# United States & Canada Vacations Forums > General Discussion >  >  Lazy Day in SF ?

## katva

In an earlier thread, we figured out where we will most likely be eating.....I'm now wondering if anyone has a great idea of what to do for a lazy, non-tourist -site -hopping day in the city (or nearby). My inclinations are(based on past trips, from long ago ---- no pun intended :cool: -)---  a leisurely nap in Golden Gate Park.....same out on ChinaBeach ( last time I was there was over20 years ago...) .....or????  Early May, so not really super warm.  Hang out in the Marina????  I'll be on my own til my sister arrives late evening.  :)

----------


## katva

If someone were to ask me a similar question about DC, I would advise Dumbarton Oaks....just to give a measure......

----------


## cec1

Walk around the Palace of Fine Arts and eat lunch there on a bench next to the lake.  Stroll leisurely in The Japanese Tea Gardens.  Walk around Pacific Heights -- Broadway, Pacific, Washington, Jackson -- and enjoy the storybook architecture of Victorian San Francisco.  Have a drink in the bar of the Campton Place Hotel.  Take a ferry to Sausalito and have lunch at Poggio Trattoria.  Visit the Brundy Asian Art Collection.  So much to do!

----------


## katva

That's perfect!  I'll have a car, so will park and do 1/2 of that..... :thumb up: :)

----------


## amyb

Jot down anything else of interest-we will be there a day in June. I like the above suggestions too.

----------


## JEK

> Jot down anything else of interest-we will be there a day in June. I like the above suggestions too.

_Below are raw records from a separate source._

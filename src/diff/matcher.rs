//! Longest-matching-block alignment of two line sequences.
//!
//! Lines are atomic tokens compared by exact equality. The matcher finds the
//! longest block common to both windows, preferring the earliest start in the
//! old sequence and then in the new one, and recurses on both remainders.

use std::collections::HashMap;
use std::ops::Range;

/// A run of `size` equal lines starting at `old` and `new`.
#[derive(Clone, Copy, Debug, PartialEq, Eq)]
pub struct MatchingBlock {
    pub old: usize,
    pub new: usize,
    pub size: usize,
}

pub struct SequenceMatcher<'a> {
    old: &'a [String],
    new: &'a [String],
    new_index: HashMap<&'a str, Vec<usize>>,
}

impl<'a> SequenceMatcher<'a> {
    pub fn new(old: &'a [String], new: &'a [String]) -> Self {
        let mut new_index: HashMap<&'a str, Vec<usize>> = HashMap::new();
        for (j, line) in new.iter().enumerate() {
            new_index.entry(line.as_str()).or_default().push(j);
        }
        Self {
            old,
            new,
            new_index,
        }
    }

    /// Longest equal block inside `old[olds]` x `new[news]`, leftmost on ties.
    pub fn find_longest_match(&self, olds: Range<usize>, news: Range<usize>) -> MatchingBlock {
        let mut best = MatchingBlock {
            old: olds.start,
            new: news.start,
            size: 0,
        };
        // j -> length of the match ending at (i - 1, j)
        let mut run_ending_at: HashMap<usize, usize> = HashMap::new();

        for i in olds.clone() {
            let mut next_runs = HashMap::new();
            if let Some(positions) = self.new_index.get(self.old[i].as_str()) {
                for &j in positions {
                    if j < news.start {
                        continue;
                    }
                    if j >= news.end {
                        break;
                    }
                    let k = j
                        .checked_sub(1)
                        .and_then(|prev| run_ending_at.get(&prev))
                        .copied()
                        .unwrap_or(0)
                        + 1;
                    next_runs.insert(j, k);
                    if k > best.size {
                        best = MatchingBlock {
                            old: i + 1 - k,
                            new: j + 1 - k,
                            size: k,
                        };
                    }
                }
            }
            run_ending_at = next_runs;
        }

        best
    }

    /// All matching blocks in document order, adjacent runs merged, followed
    /// by a zero-sized sentinel at `(old.len(), new.len())`.
    pub fn matching_blocks(&self) -> Vec<MatchingBlock> {
        let mut pending = vec![(0..self.old.len(), 0..self.new.len())];
        let mut found = Vec::new();

        while let Some((olds, news)) = pending.pop() {
            let block = self.find_longest_match(olds.clone(), news.clone());
            if block.size == 0 {
                continue;
            }
            if olds.start < block.old && news.start < block.new {
                pending.push((olds.start..block.old, news.start..block.new));
            }
            let old_end = block.old + block.size;
            let new_end = block.new + block.size;
            if old_end < olds.end && new_end < news.end {
                pending.push((old_end..olds.end, new_end..news.end));
            }
            found.push(block);
        }

        found.sort_by_key(|b| (b.old, b.new));

        let mut merged: Vec<MatchingBlock> = Vec::with_capacity(found.len() + 1);
        for block in found {
            match merged.last_mut() {
                Some(last)
                    if last.old + last.size == block.old && last.new + last.size == block.new =>
                {
                    last.size += block.size;
                }
                _ => merged.push(block),
            }
        }

        merged.push(MatchingBlock {
            old: self.old.len(),
            new: self.new.len(),
            size: 0,
        });
        merged
    }
}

Phil and sil are communicating on your dining options :)

----------


## Bart -my real name-

How about Muir woods and/or Mt Tam?

----------


## katva

> How about Muir woods and/or Mt Tam?



Saturday morning we drive up to Eureka, and run the Avenue of the Giants 1/2 Marathon on Sunday....through a spectacular Redwood forest---so I was thinking a bit more city-ish for my lazy Friday:)
I think the ferry to Sausalito and a late lunch at Poggio Trattoria is a winning idea (actually already made a rez.), and then a stroll through the Tea Gardens sounds perfect before picking my sister up at SFO....Thanks!!!

----------